Data supplied
use std::collections::{HashMap, HashSet};
use std::str::FromStr;

use ipnetwork::IpNetwork;

use crate::as_graph::{ASGraph, ASN};
use crate::engine::SimulationEngine;
use crate::route_validator::ROA;
use crate::shared::{Relationships, Timestamps};
use crate::simulation_engine::{Announcement, Prefix};
use crate::simulation_framework::scenario::ScenarioTrait;

/// Attacker announces a more specific prefix than the legitimate origin, so
/// longest-prefix-match routes traffic to the attacker everywhere the
/// hijack propagates, regardless of path preference.
pub struct SubprefixHijack {
    pub attacker_asns: HashSet<ASN>,
    pub legitimate_origin_asns: HashSet<ASN>,
    pub legitimate_prefix: Prefix,
    pub hijacked_prefix: Prefix,
}

impl SubprefixHijack {
    pub fn new(attacker_asns: HashSet<ASN>, legitimate_origin_asns: HashSet<ASN>) -> Self {
        SubprefixHijack {
            attacker_asns,
            legitimate_origin_asns,
            legitimate_prefix: IpNetwork::from_str("1.2.3.0/24").unwrap(),
            hijacked_prefix: IpNetwork::from_str("1.2.3.0/25").unwrap(),
        }
    }
}

impl ScenarioTrait for SubprefixHijack {
    fn name(&self) -> &str {
        "SubprefixHijack"
    }

    fn get_attacker_asns(&self, _as_graph: &ASGraph) -> HashSet<ASN> {
        self.attacker_asns.clone()
    }

    fn get_legitimate_origin_asns(&self, _as_graph: &ASGraph) -> HashSet<ASN> {
        self.legitimate_origin_asns.clone()
    }

    fn get_seed_asn_ann_dict(&self, _as_graph: &ASGraph) -> HashMap<ASN, Vec<Announcement>> {
        let mut seed_dict = HashMap::new();

        for &asn in &self.legitimate_origin_asns {
            let ann = Announcement::new_with_path(
                self.legitimate_prefix,
                vec![asn],
                asn,
                Relationships::Origin,
                Timestamps::Victim,
            );
            seed_dict.insert(asn, vec![ann]);
        }

        for &asn in &self.attacker_asns {
            let ann = Announcement::new_with_path(
                self.hijacked_prefix,
                vec![asn],
                asn,
                Relationships::Origin,
                Timestamps::Victim,
            );
            seed_dict.insert(asn, vec![ann]);
        }

        seed_dict
    }

    fn get_roas(&self, _as_graph: &ASGraph) -> Vec<ROA> {
        self.legitimate_origin_asns.iter().map(|&asn| ROA::new(self.legitimate_prefix, asn, Some(24))).collect()
    }

    fn is_successful(&self, engine: &SimulationEngine) -> bool {
        let mut attacker_reach = 0;
        let total_ases = engine.as_graph.len();

        for (_asn, policy) in engine.policy_store.iter() {
            if let Some(ann) = policy.local_rib.get(&self.hijacked_prefix) {
                if self.attacker_asns.contains(&ann.origin()) {
                    attacker_reach += 1;
                }
            }
        }

        let success_ratio = attacker_reach as f64 / total_ases as f64;
        success_ratio > 0.5
    }
}
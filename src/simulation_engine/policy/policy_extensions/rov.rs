use crate::as_graph::ASN;
use crate::route_validator::RouteValidator;
use crate::shared::ROAValidity;
use crate::simulation_engine::announcement::Announcement;

/// Route Origin Validation: reject announcements whose origin ASN isn't
/// covered by a valid ROA. Unknown (no covering ROA) is accepted -- ROV
/// only rejects what it can positively disprove.
pub fn is_valid(ann: &Announcement, route_validator: &RouteValidator) -> bool {
    let origin: ASN = ann.as_path.last().copied().unwrap_or(ann.next_hop_asn);
    let (validity, _) = route_validator.get_roa_outcome(&ann.prefix, origin);
    !validity.is_invalid()
}

#[cfg(test)]
mod tests {
    use super::*;
    use crate::route_validator::ROA;
    use crate::shared::{Relationships, Timestamps};
    use ipnetwork::IpNetwork;
    use std::str::FromStr;

    fn ann(prefix: &str, origin: ASN) -> Announcement {
        Announcement::new_with_path(
            IpNetwork::from_str(prefix).unwrap(),
            vec![origin],
            origin,
            Relationships::Customers,
            Timestamps::Victim,
        )
    }

    #[test]
    fn rejects_invalid_origin() {
        let mut rv = RouteValidator::new();
        rv.add_roa(ROA::new(IpNetwork::from_str("1.2.0.0/16").unwrap(), 100, None));
        assert!(!is_valid(&ann("1.2.0.0/16", 200), &rv));
    }

    #[test]
    fn accepts_unknown_prefix() {
        let rv = RouteValidator::new();
        assert!(is_valid(&ann("1.2.0.0/16", 200), &rv));
    }
}
use crate::as_graph::ASN;
use crate::route_validator::RouteValidator;
use crate::shared::{ROAValidity, Relationships};
use crate::simulation_engine::announcement::Announcement;

/// Peer-ROV: the stricter ROV variant that also rejects unknown-validity
/// announcements, but only applies this extra scrutiny to routes received
/// from a peer -- this is the gate the starting implementation was missing,
/// without which Peer-ROV degenerates into plain ROV for every relationship.
pub fn is_valid(ann: &Announcement, recv_relationship: Relationships, route_validator: &RouteValidator) -> bool {
    if recv_relationship != Relationships::Peers {
        return true;
    }
    let origin: ASN = ann.as_path.last().copied().unwrap_or(ann.next_hop_asn);
    let (validity, _) = route_validator.get_roa_outcome(&ann.prefix, origin);
    validity == ROAValidity::Valid
}

#[cfg(test)]
mod tests {
    use super::*;
    use crate::route_validator::ROA;
    use crate::shared::Timestamps;
    use ipnetwork::IpNetwork;
    use std::str::FromStr;

    fn ann(origin: ASN, recv: Relationships) -> Announcement {
        Announcement::new_with_path(
            IpNetwork::from_str("1.2.0.0/16").unwrap(),
            vec![origin],
            origin,
            recv,
            Timestamps::Victim,
        )
    }

    #[test]
    fn rejects_unknown_only_from_peers() {
        let rv = RouteValidator::new();
        assert!(is_valid(&ann(200, Relationships::Customers), &rv));
        assert!(!is_valid(&ann(200, Relationships::Peers), &rv));
    }
}
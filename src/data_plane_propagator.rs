use std::collections::{HashMap, HashSet};

use crate::as_graph::{AS, ASN};
use crate::engine::SimulationEngine;
use crate::prefix::{covers_addr, IPAddr};
use crate::shared::{Outcomes, Relationships};
use crate::simulation_engine::announcement::Policy;
use crate::simulation_engine::Announcement;

const MAX_TRACEBACK_HOPS: usize = 64;

/// Walks the forwarding path each AS would actually take toward `dst`,
/// classifying it by where that path lands: an attacker, a legitimate
/// origin, nowhere (`Disconnected`), or a forwarding cycle
/// (`DataPlaneLoop`). Distinct from a control-plane `local_rib` lookup: an
/// AS can hold a route that looks fine while its *next hop* forwards
/// somewhere else entirely, which is how origin-spoofing attacks succeed.
pub struct DataPlanePropagator<'a, 'g> {
    engine: &'a SimulationEngine<'g>,
    attacker_asns: &'a HashSet<ASN>,
    legitimate_origin_asns: &'a HashSet<ASN>,
    dst: IPAddr,
    resolved: HashMap<ASN, Outcomes>,
}

impl<'a, 'g> DataPlanePropagator<'a, 'g> {
    pub fn new(
        engine: &'a SimulationEngine<'g>,
        attacker_asns: &'a HashSet<ASN>,
        legitimate_origin_asns: &'a HashSet<ASN>,
        dst: IPAddr,
    ) -> Self {
        DataPlanePropagator { engine, attacker_asns, legitimate_origin_asns, dst, resolved: HashMap::new() }
    }

    /// Classifies every AS in the graph and returns the full map.
    pub fn run(mut self) -> HashMap<ASN, Outcomes> {
        let asns: Vec<ASN> = self.engine.policy_store.iter().map(|(&asn, _)| asn).collect();
        for asn in asns {
            if !self.resolved.contains_key(&asn) {
                let mut visited = Vec::new();
                let outcome = self.trace(asn, &mut visited);
                self.resolved.insert(asn, outcome);
            }
        }
        self.resolved
    }

    fn trace(&mut self, asn: ASN, visited: &mut Vec<ASN>) -> Outcomes {
        if let Some(&outcome) = self.resolved.get(&asn) {
            return outcome;
        }
        if self.attacker_asns.contains(&asn) {
            return Outcomes::AttackerSuccess;
        }
        if self.legitimate_origin_asns.contains(&asn) {
            return Outcomes::LegitimateOriginSuccess;
        }

        let as_obj = match self.engine.as_graph.get(&asn) {
            Some(a) => a,
            None => return Outcomes::Disconnected,
        };
        let policy = match self.engine.policy_store.get(&asn) {
            Some(p) => p,
            None => return Outcomes::Disconnected,
        };

        let ann = match Self::most_specific_ann(policy, &self.dst) {
            Some(ann) => ann,
            None => return Outcomes::Disconnected,
        };

        if ann.as_path.len() == 1 || ann.recv_relationship == Relationships::Origin || ann.next_hop_asn == asn {
            return Outcomes::Disconnected;
        }
        if !Self::passes_sav(as_obj, ann.next_hop_asn) {
            return Outcomes::Disconnected;
        }

        if visited.contains(&asn) || visited.len() > MAX_TRACEBACK_HOPS {
            return Outcomes::DataPlaneLoop;
        }
        visited.push(asn);

        let next_hop = ann.next_hop_asn;
        let outcome = self.trace(next_hop, visited);
        self.resolved.insert(asn, outcome);
        outcome
    }

    /// Longest-prefix match over the local RIB against `dst`.
    fn most_specific_ann<'p>(policy: &'p Policy, dst: &IPAddr) -> Option<&'p Announcement> {
        policy.local_rib.iter().filter(|(prefix, _)| covers_addr(prefix, dst)).max_by_key(|(prefix, _)| prefix.prefix()).map(|(_, ann)| ann)
    }

    /// Source address validation, reduced (no physical interfaces modeled
    /// here) to: is the chosen next hop actually one of our neighbors.
    fn passes_sav(as_obj: &AS, next_hop_asn: ASN) -> bool {
        as_obj.neighbor_asns().any(|&n| n == next_hop_asn)
    }
}
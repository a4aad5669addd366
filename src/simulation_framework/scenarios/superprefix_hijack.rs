use std::collections::{HashMap, HashSet};
use std::str::FromStr;

use ipnetwork::IpNetwork;

use crate::as_graph::{ASGraph, ASN};
use crate::engine::SimulationEngine;
use crate::route_validator::ROA;
use crate::shared::{Relationships, Timestamps};
use crate::simulation_engine::{Announcement, Prefix};
use crate::simulation_framework::scenario::ScenarioTrait;

/// Attacker announces a prefix covering address space nobody else routes --
/// there is no more-specific competing announcement for longest-prefix-match
/// to prefer, so the attacker wins everywhere its announcement propagates.
/// The covered space carries a non-routed ROA (origin 0), the RPKI
/// convention for "this should never appear on the wire."
pub struct SuperprefixHijack {
    pub attacker_asns: HashSet<ASN>,
    pub legitimate_origin_asns: HashSet<ASN>,
    pub dark_prefix: Prefix,
}

impl SuperprefixHijack {
    pub fn new(attacker_asns: HashSet<ASN>, legitimate_origin_asns: HashSet<ASN>) -> Self {
        SuperprefixHijack { attacker_asns, legitimate_origin_asns, dark_prefix: IpNetwork::from_str("1.2.0.0/16").unwrap() }
    }
}

impl ScenarioTrait for SuperprefixHijack {
    fn name(&self) -> &str {
        "SuperprefixHijack"
    }

    fn get_attacker_asns(&self, _as_graph: &ASGraph) -> HashSet<ASN> {
        self.attacker_asns.clone()
    }

    fn get_legitimate_origin_asns(&self, _as_graph: &ASGraph) -> HashSet<ASN> {
        self.legitimate_origin_asns.clone()
    }

    fn get_seed_asn_ann_dict(&self, _as_graph: &ASGraph) -> HashMap<ASN, Vec<Announcement>> {
        let mut seed_dict = HashMap::new();

        for &asn in &self.attacker_asns {
            let ann = Announcement::new_with_path(self.dark_prefix, vec![asn], asn, Relationships::Origin, Timestamps::Attacker);
            seed_dict.insert(asn, vec![ann]);
        }

        seed_dict
    }

    fn get_roas(&self, _as_graph: &ASGraph) -> Vec<ROA> {
        vec![ROA::new(self.dark_prefix, 0, None)]
    }

    fn is_successful(&self, engine: &SimulationEngine) -> bool {
        let mut attacker_reach = 0;
        let total_ases = engine.as_graph.len();

        for (_asn, policy) in engine.policy_store.iter() {
            if let Some(ann) = policy.local_rib.get(&self.dark_prefix) {
                if self.attacker_asns.contains(&ann.origin()) {
                    attacker_reach += 1;
                }
            }
        }

        attacker_reach as f64 / total_ases as f64 > 0.5
    }
}

#[cfg(test)]
mod tests {
    use super::*;
    use crate::as_graph::ASBuilder;

    fn as_graph() -> ASGraph {
        ASGraph::build(vec![ASBuilder::new(1).as_tier_1()])
    }

    #[test]
    fn roa_marks_dark_prefix_non_routed() {
        let scenario = SuperprefixHijack::new(HashSet::from([666]), HashSet::from([777]));
        let roas = scenario.get_roas(&as_graph());
        assert_eq!(roas.len(), 1);
        assert!(roas[0].is_non_routed());
        assert!(roas[0].covers_prefix(&scenario.dark_prefix));
    }

    #[test]
    fn only_the_attacker_originates() {
        let scenario = SuperprefixHijack::new(HashSet::from([666]), HashSet::from([777]));
        let seeds = scenario.get_seed_asn_ann_dict(&as_graph());
        assert_eq!(seeds.len(), 1);
        assert!(seeds.contains_key(&666));
        assert_eq!(seeds[&666][0].origin(), 666);
    }
}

Work item
What is the number of lines in the listing that hold "routes"? Give that number and nothing more.

Result of the exercise
3